Ja Ci powiem ze jak mam wolne to zeby mi sie nawet nie chcialo to wychodze. I wracam póżno. Wole wziąć laptopa i isc do parku niz wyrabiac nadgodziny. -
Re: Prywatność
elizawieta > 29-07-2012, 23:50
Niestety nie w Londyniew Blackpool. A z parkiem jest tak, ze potrzebuje 30 min, zeby tam dojsc a koncze 18-19, przewaznie pada a kryminalow tu jest masa, mialam juz bliskie spotkanie ze zlodziejem wiec nie usmiecha mi sie wracac po nocy (dzieciaki klada sie spac 22-23 wiec do pozna sa krzyki).
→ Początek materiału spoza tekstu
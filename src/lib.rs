//! Single-video YouTube downloader.
//!
//! A [`DownloadTask`] resolves the streams for one URL through a
//! [`StreamResolver`], picks one, downloads it and reports progress over a
//! channel. [`DownloadSession`] keeps a shell to one task at a time.

pub mod downloader;
pub mod logging;

pub use downloader::{
    DownloadError, DownloadRequest, DownloadSession, DownloadTask, QualityHint, ResolverConfig,
    StreamResolver, TaskEvent, TaskHandle, YtDlpResolver,
};
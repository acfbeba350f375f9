// Common data models for downloader

use serde::{Deserialize, Serialize};
use std::collections::BTreeMap;
use std::fmt;
use std::path::PathBuf;
use std::str::FromStr;

/// Quality tier picked by the user.
///
/// Carried through the request and logged, but stream selection does not
/// look at it: video downloads always take the best progressive mp4.
#[derive(Debug, Clone, Copy, PartialEq, Eq, Default, Serialize, Deserialize)]
#[serde(rename_all = "lowercase")]
pub enum QualityHint {
    Low,
    Medium,
    #[default]
    High,
}

impl fmt::Display for QualityHint {
    fn fmt(&self, f: &mut fmt::Formatter<'_>) -> fmt::Result {
        match self {
            Self::Low => write!(f, "low"),
            Self::Medium => write!(f, "medium"),
            Self::High => write!(f, "high"),
        }
    }
}

impl FromStr for QualityHint {
    type Err = String;

    fn from_str(s: &str) -> Result<Self, Self::Err> {
        match s.to_lowercase().as_str() {
            "low" => Ok(Self::Low),
            "medium" => Ok(Self::Medium),
            "high" => Ok(Self::High),
            other => Err(format!("unknown quality '{}', expected low, medium or high", other)),
        }
    }
}

/// Parameters of one download attempt
#[derive(Debug, Clone, PartialEq, Eq, Serialize, Deserialize)]
pub struct DownloadRequest {
    pub url: String,
    pub audio_only: bool,
    pub quality: QualityHint,
}

impl DownloadRequest {
    pub fn new(url: impl Into<String>) -> Self {
        Self {
            url: url.into(),
            audio_only: false,
            quality: QualityHint::default(),
        }
    }

    pub fn with_audio_only(mut self, audio_only: bool) -> Self {
        self.audio_only = audio_only;
        self
    }

    pub fn with_quality(mut self, quality: QualityHint) -> Self {
        self.quality = quality;
        self
    }
}

/// One downloadable variant of a video, as reported by a resolver
#[derive(Debug, Clone, Default, Serialize, Deserialize)]
pub struct StreamDescriptor {
    /// Resolver-specific format ID (e.g., "18", "140")
    pub format_id: String,
    /// Direct media URL
    pub url: String,
    /// Audio and video muxed in one stream
    pub is_progressive: bool,
    /// Container / file extension (mp4, webm, m4a)
    pub container_format: String,
    /// Vertical resolution label (e.g., "720p"), absent for audio
    pub resolution: Option<String>,
    pub is_audio_only: bool,
    /// Size in bytes, 0 when unknown
    pub total_bytes: u64,
    pub video_codec: Option<String>,
    pub audio_codec: Option<String>,
    /// Headers the media host expects on the GET
    #[serde(default)]
    pub http_headers: BTreeMap<String, String>,
}

/// Everything a resolver knows about one URL
#[derive(Debug, Clone, Default, Serialize, Deserialize)]
pub struct StreamList {
    pub title: String,
    /// Streams in the resolver's own order
    pub streams: Vec<StreamDescriptor>,
}

/// Byte progress for one received chunk
#[derive(Debug, Clone, Copy, PartialEq, Eq)]
pub struct ChunkProgress {
    pub chunk_len: usize,
    pub total_bytes: u64,
    pub bytes_remaining: u64,
}

/// Notification sent from a running task to the shell
#[derive(Debug, Clone, PartialEq, Eq, Serialize, Deserialize)]
#[serde(tag = "event", content = "data", rename_all = "snake_case")]
pub enum TaskEvent {
    /// Percent done, 0..=100
    Progress(u8),
    /// File name of the finished download
    Downloaded(String),
    /// Human-readable failure message
    Failed(String),
}

/// Network configuration for resolvers
#[derive(Debug, Clone)]
pub struct NetworkConfig {
    /// HTTP or SOCKS5 proxy URL (e.g., "socks5://127.0.0.1:1080")
    pub proxy: Option<String>,

    /// Timeout in seconds. `None` waits forever.
    pub timeout: Option<u32>,

    /// Honor HTTP_PROXY / HTTPS_PROXY when no explicit proxy is set
    pub system_proxy: bool,
}

impl Default for NetworkConfig {
    fn default() -> Self {
        Self {
            proxy: None,
            timeout: None,
            system_proxy: true,
        }
    }
}

/// Resolver configuration
#[derive(Debug, Clone)]
pub struct ResolverConfig {
    /// Explicit yt-dlp binary, otherwise auto-detected
    pub ytdlp_path: Option<PathBuf>,
    /// Directory downloads are written to
    pub output_dir: PathBuf,
    pub network: NetworkConfig,
}

impl Default for ResolverConfig {
    fn default() -> Self {
        Self {
            ytdlp_path: None,
            output_dir: PathBuf::from("."),
            network: NetworkConfig::default(),
        }
    }
}

impl ResolverConfig {
    pub fn with_ytdlp_path(mut self, path: Option<PathBuf>) -> Self {
        self.ytdlp_path = path;
        self
    }

    pub fn with_output_dir(mut self, dir: impl Into<PathBuf>) -> Self {
        self.output_dir = dir.into();
        self
    }

    pub fn with_proxy(mut self, proxy: Option<String>) -> Self {
        self.network.proxy = proxy;
        self
    }

    pub fn with_timeout(mut self, seconds: Option<u32>) -> Self {
        self.network.timeout = seconds;
        self
    }
}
W sobote i niedziele niby mam pracowac po 2h z tym, ze zazwyczaj robie dluzej bo nie daje mi pracy typu, zrob to wszystko i masz wolne tylko jak jej sie cos przypomni to mnie nawet o pierdoły woła typu wycisnąć sok z pomarańczy dla dzieci. Już za dużo wojen z nimi prowadziłam a kasa mi jest zbyt potrzebna żeby nie przymykać oka Oczywiście nie mówie, że sie na wszystko zgadzam ale po większych kłótniach typu, że nie zapłaci mi nadgodzin bo przecież była w domu (spała) a dzieci podobno grzecznie siedziały i nie miałam nic do roboty (to akurat była sobota siedziałam od 6:30 do 22 z przerwa 2h) to nawet nie chce opowiadać jak wyglądał później mój dzień roboczy :mad: Na początku przez 2 miesiące nie miałam laptopa i byłam jak zombi :roll: teraz sie troche pilnuje bo są wakacje a boi sie ze uciekne to nawet mi jedzenia nie żałuje (ogólnie żywie sie na tostach z maslem i makaronie z tesco za 11p, because "everything is sooo expensive"). -
Re: Prywatność
dosiunia > 30-07-2012, 0:01
Dzieci można zawsze postraszyć czymś żeby sobie wyszły. Nie wiem, co Ci poradzić. Ja swoim powiedziała, że nie ma wchodzenia jak mnie nie ma, a jak jestem to mają pukać jesli coś chcą albo wołać. A co do hostki to bezczelność, że Ci grzebie i wchodzi. jak jesteś u siebie to mogłabyś przystawić coś do drzwi, żeby nie wchodzli, albo na własny koszt jakiś zamek zamontować, ale z zewnątrz to nie wiem... szkoda, ze nie masz klucza... -
Re: Prywatność
dosiunia > 30-07-2012, 0:02
chyba najlepszym rozwiązaniem będzie uzbieranie na bilet i powrót do domu lub szukaj innej rodzinki w okolicy lub uk. -
Re: Prywatność
elizawieta > 30-07-2012, 0:11
tylko teraz zadna rodzinka nie zechce mnie na 1,5 miesiaca a później chce wrócić do pl na studiaz dziecmi próbowałam, one są niereformowane, nie słuchają rodziców a mnie ani tyle. Matka je bije, później przytula to jak je ma czegos nauczyc, młody biega 24h/7 nago. patologia... -
Re: Prywatność
annjg > 30-07-2012, 11:41
Ja tez nie mam wesolo. Wiec tylko czekam do konca sierpnia i wracam na studia -
Re: Prywatność
margerich > 30-07-2012, 13:59
O kurde to masakra. Jeśli nic do nich nie przemawia, ani logiczne argumenty, ani szczera rozmowa to daj sobie spokój. Jakoś musisz to przetrzymać, schowaj cenne rzeczy, nie wiem... a nie możesz kupić kłódki do walizki ? Wtedy będziesz miała pewność, że Ci w niej nie grzebała. -
Re: Prywatność
annjg > 30-07-2012, 15:01
Niestety nie kazda z nas trafia na super rodzinke.
Ten pomysł z kłódką całkiem trafiony. Kup kłódkę i pakuj tam wszystkie rzeczy.